单词转换
- 难度:Medium
- 题目链接:https://leetcode-cn.com/problems/word-transformer-lcci/
题目描述
给定字典中的两个词,长度相等。写一个方法,把一个词转换成另一个词, 但是一次只能改变一个字符。每一步得到的新词都必须能在字典中找到。
编写一个程序,返回一个可能的转换序列。如有多个可能的转换序列,你可以返回任何一个。
示例 1:
输入: beginWord = "hit", endWord = "cog", wordList = ["hot","dot","dog","lot","log","cog"] 输出: ["hit","hot","dot","lot","log","cog"]
示例 2:
输入: beginWord = "hit" endWord = "cog" wordList = ["hot","dot","dog","lot","log"] 输出: [] 解释: endWord "cog" 不在字典中,所以不存在符合要求的转换序列。
解法:
DFS 加剪枝。
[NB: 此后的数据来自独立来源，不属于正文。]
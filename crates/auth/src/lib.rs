//! `advisorly-auth` — roles, permissions, profiles and audit types.
//!
//! Pure authorization boundary: no IO, no storage, no transport. The account
//! store and the session engine depend on these types; nothing here depends
//! on them.

pub mod audit;
pub mod permissions;
pub mod profile;
pub mod roles;

pub use audit::{AuditEntry, AuditFilter, NewAuditEntry};
pub use permissions::{Permission, has_permission, permissions_for};
pub use profile::{UserPreferences, UserProfile, UserStatus};
pub use roles::Role;
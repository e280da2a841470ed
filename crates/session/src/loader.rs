//! Profile resolution.
//!
//! Resolves a session into a domain [`UserProfile`], racing the rich primary
//! lookup against a fixed timeout and falling back to a direct REST fetch,
//! then to a synthesized degraded profile. Only a provably absent
//! authenticated principal resolves to "no profile".

use std::sync::Arc;
use std::time::Duration;

use tracing::{debug, info, warn};

use advisorly_auth::UserProfile;
use advisorly_observability::{DiagnosticsIdentity, identity};

use crate::session::Session;
use crate::store::{AccountStore, DirectTransport};

const PROFILE_TABLE: &str = "user_profiles";

/// Which resolution path produced the profile.
#[derive(Debug, Copy, Clone, PartialEq, Eq)]
pub enum ProfileOrigin {
    /// Rich query against the account store.
    Primary,
    /// Direct-transport REST fetch with the session bearer token.
    Fallback,
    /// Synthesized from the session's identity claims.
    Degraded,
}

/// A resolved profile plus its provenance.
#[derive(Debug, Clone, PartialEq)]
pub struct ResolvedProfile {
    pub profile: UserProfile,
    pub origin: ProfileOrigin,
}

/// Resolves sessions into profiles.
pub struct ProfileLoader<S, T> {
    store: Arc<S>,
    transport: Arc<T>,
    timeout: Duration,
}

impl<S: AccountStore, T: DirectTransport> ProfileLoader<S, T> {
    pub fn new(store: Arc<S>, transport: Arc<T>, timeout: Duration) -> Self {
        Self {
            store,
            transport,
            timeout,
        }
    }

    /// Resolve the profile for `session`'s principal.
    ///
    /// `None` means logged-in-but-unprovisioned; transient failures never
    /// surface here. On success the resolved identity is published to the
    /// process-wide diagnostics context.
    pub async fn resolve(&self, session: &Session) -> Option<ResolvedProfile> {
        if let Some(profile) = self.primary(session).await {
            return Some(self.publish(profile, ProfileOrigin::Primary));
        }

        if let Some(profile) = self.fallback(session).await {
            return Some(self.publish(profile, ProfileOrigin::Fallback));
        }

        if let Some(claims) = &session.claims {
            warn!(user_id = %claims.user_id, "profile resolution failed; using degraded profile");
            let profile = UserProfile::degraded(
                claims.user_id,
                claims.email.clone(),
                claims.full_name.clone(),
                claims.email_verified,
            );
            return Some(self.publish(profile, ProfileOrigin::Degraded));
        }

        // Authenticated principal with no identity claims and no profile row:
        // logged-in-but-unprovisioned, not an error.
        info!(user_id = %session.user_id, "no profile resolved for principal");
        None
    }

    async fn primary(&self, session: &Session) -> Option<UserProfile> {
        let store = Arc::clone(&self.store);
        let id = session.user_id.to_string();

        // Spawned so a lookup that loses the race is discarded and completes
        // silently, instead of needing cooperative cancellation.
        let lookup = tokio::spawn(async move { store.get_record(PROFILE_TABLE, &id).await });

        match tokio::time::timeout(self.timeout, lookup).await {
            Ok(Ok(Ok(Some(row)))) => parse_profile(row, "primary"),
            Ok(Ok(Ok(None))) => {
                debug!(user_id = %session.user_id, "primary lookup found no profile row");
                None
            }
            Ok(Ok(Err(err))) => {
                warn!(error = %err, "primary profile lookup failed");
                None
            }
            Ok(Err(join_err)) => {
                warn!(error = %join_err, "primary profile lookup task failed");
                None
            }
            Err(_) => {
                warn!(timeout = ?self.timeout, "primary profile lookup timed out");
                None
            }
        }
    }

    async fn fallback(&self, session: &Session) -> Option<UserProfile> {
        let id = session.user_id.to_string();

        match self
            .transport
            .get_record(PROFILE_TABLE, &id, &session.access_token)
            .await
        {
            Ok(Some(row)) => parse_profile(row, "fallback"),
            Ok(None) => {
                debug!(user_id = %session.user_id, "fallback lookup found no profile row");
                None
            }
            Err(err) => {
                warn!(error = %err, "fallback profile lookup failed");
                None
            }
        }
    }

    fn publish(&self, profile: UserProfile, origin: ProfileOrigin) -> ResolvedProfile {
        identity::set(DiagnosticsIdentity {
            user_id: profile.id,
            firm_id: profile.firm_id,
            email: profile.email.clone(),
        });
        ResolvedProfile { profile, origin }
    }
}

fn parse_profile(row: serde_json::Value, path: &str) -> Option<UserProfile> {
    match serde_json::from_value(row) {
        Ok(profile) => Some(profile),
        Err(err) => {
            warn!(error = %err, path, "profile row failed to deserialize");
            None
        }
    }
}

#[cfg(test)]
mod tests {
    use chrono::{Duration as ChronoDuration, Utc};

    use advisorly_auth::Role;
    use advisorly_core::UserId;

    use super::*;
    use crate::session::IdentityClaims;
    use crate::test_support::{MockStore, MockTransport, PrimaryBehavior, profile_row, session_for};

    fn loader(
        store: Arc<MockStore>,
        transport: Arc<MockTransport>,
    ) -> ProfileLoader<MockStore, MockTransport> {
        ProfileLoader::new(store, transport, Duration::from_secs(5))
    }

    #[tokio::test(start_paused = true)]
    async fn primary_path_wins_when_it_answers() {
        let user_id = UserId::new();
        let store = Arc::new(MockStore::new());
        store.set_primary(PrimaryBehavior::Row(profile_row(user_id, Role::Admin)));
        let transport = Arc::new(MockTransport::missing());

        let session = session_for(user_id, Utc::now() + ChronoDuration::hours(1));
        let resolved = loader(store, transport).resolve(&session).await.unwrap();

        assert_eq!(resolved.origin, ProfileOrigin::Primary);
        assert_eq!(resolved.profile.id, user_id);
        assert_eq!(resolved.profile.role, Role::Admin);
    }

    #[tokio::test(start_paused = true)]
    async fn hanging_primary_falls_back_to_direct_transport() {
        let user_id = UserId::new();
        let store = Arc::new(MockStore::new());
        store.set_primary(PrimaryBehavior::Hang);
        let transport = Arc::new(MockTransport::row(profile_row(user_id, Role::User)));

        let session = session_for(user_id, Utc::now() + ChronoDuration::hours(1));
        let resolved = loader(store, transport.clone())
            .resolve(&session)
            .await
            .unwrap();

        assert_eq!(resolved.origin, ProfileOrigin::Fallback);
        assert_eq!(resolved.profile.id, user_id);
        assert_eq!(transport.calls(), 1);
    }

    #[tokio::test(start_paused = true)]
    async fn erroring_primary_falls_back_to_direct_transport() {
        let user_id = UserId::new();
        let store = Arc::new(MockStore::new());
        store.set_primary(PrimaryBehavior::Fail);
        let transport = Arc::new(MockTransport::row(profile_row(user_id, Role::Viewer)));

        let session = session_for(user_id, Utc::now() + ChronoDuration::hours(1));
        let resolved = loader(store, transport).resolve(&session).await.unwrap();

        assert_eq!(resolved.origin, ProfileOrigin::Fallback);
        assert_eq!(resolved.profile.role, Role::Viewer);
    }

    #[tokio::test(start_paused = true)]
    async fn double_failure_synthesizes_degraded_profile() {
        let user_id = UserId::new();
        let store = Arc::new(MockStore::new());
        store.set_primary(PrimaryBehavior::Fail);
        let transport = Arc::new(MockTransport::failing());

        let mut session = session_for(user_id, Utc::now() + ChronoDuration::hours(1));
        session.claims = Some(IdentityClaims {
            user_id,
            email: "claims@firm.test".to_string(),
            full_name: Some("Claims Only".to_string()),
            email_verified: true,
        });

        let resolved = loader(store, transport).resolve(&session).await.unwrap();

        assert_eq!(resolved.origin, ProfileOrigin::Degraded);
        assert_eq!(resolved.profile.role, Role::User);
        assert_eq!(resolved.profile.firm_id, None);
        assert_eq!(resolved.profile.email, "claims@firm.test");
    }

    #[tokio::test(start_paused = true)]
    async fn missing_principal_resolves_to_no_profile() {
        let user_id = UserId::new();
        let store = Arc::new(MockStore::new());
        store.set_primary(PrimaryBehavior::Missing);
        let transport = Arc::new(MockTransport::missing());

        let mut session = session_for(user_id, Utc::now() + ChronoDuration::hours(1));
        session.claims = None;

        let resolved = loader(store, transport).resolve(&session).await;
        assert!(resolved.is_none());
    }
}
剪枝的策略很简单,使用一个集合保存使用过的 word,避免绕圈子。
class Solution {
public:
vector<string> findLadders(string beginWord, string endWord, vector<string>& wordList) {
unordered_set<string> word_set(wordList.begin(), wordList.end());
unordered_set<string> seen_words;
vector<string> path{beginWord};
bool found = dfs(beginWord, endWord, word_set, seen_words, path);
if(found){
return path;
}else{
return {};
}
}
bool dfs(const string& head, const string& tail,
unordered_set<string>& word_set,
unordered_set<string>& seen_words,
vector<string>& path){
if(head == tail){
return true;
}
word_set.erase(head);
for(int i=0;i<head.size();i++){
string w = head;
for(char ch='a'; ch <= 'z'; ch++){
w[i] = ch;
if(word_set.count(w) == 1 && seen_words.count(w) == 0){
seen_words.insert(w);
path.push_back(w);
bool found = dfs(w, tail, word_set, seen_words, path);
if(found){
return true;
}
path.pop_back();
}
}
}
word_set.insert(head);
return false;
}
};